→ **Task instructions**
How many lines in the listing below contain the string "EventsQuery"? Say only the number.

→ **Records provided**

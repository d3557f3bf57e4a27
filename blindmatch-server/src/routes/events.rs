use crate::error::ServerResult;
use crate::state::AppState;
use axum::{
    Json,
    extract::{Query, State},
};
use blindmatch_core::EventRecord;
use serde::{Deserialize, Serialize};

#[derive(Deserialize)]
pub struct EventsQuery {
    #[serde(default)]
    pub since: u64,
}

#[derive(Serialize)]
pub struct StatsResponse {
    pub papers: u64,
    pub reviewers: u64,
    pub pending_requests: usize,
    pub events: usize,
    #[serde(skip_serializing_if = "Option::is_none")]
    pub mock_oracle_outstanding: Option<usize>,
}

/// GET /events?since=n
pub async fn list_events(
    State(state): State<AppState>,
    Query(query): Query<EventsQuery>,
) -> Json<Vec<EventRecord>> {
    Json(state.service.events_since(query.since))
}

/// GET /stats
pub async fn stats(State(state): State<AppState>) -> ServerResult<Json<StatsResponse>> {
    let service = &state.service;
    Ok(Json(StatsResponse {
        papers: service.paper_count().await?,
        reviewers: service.reviewer_count().await?,
        pending_requests: service.pending_count().await,
        events: service.event_count(),
        mock_oracle_outstanding: state.mock_oracle.as_ref().map(|m| m.outstanding()),
    }))
}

→ **Answer to the exercise**
2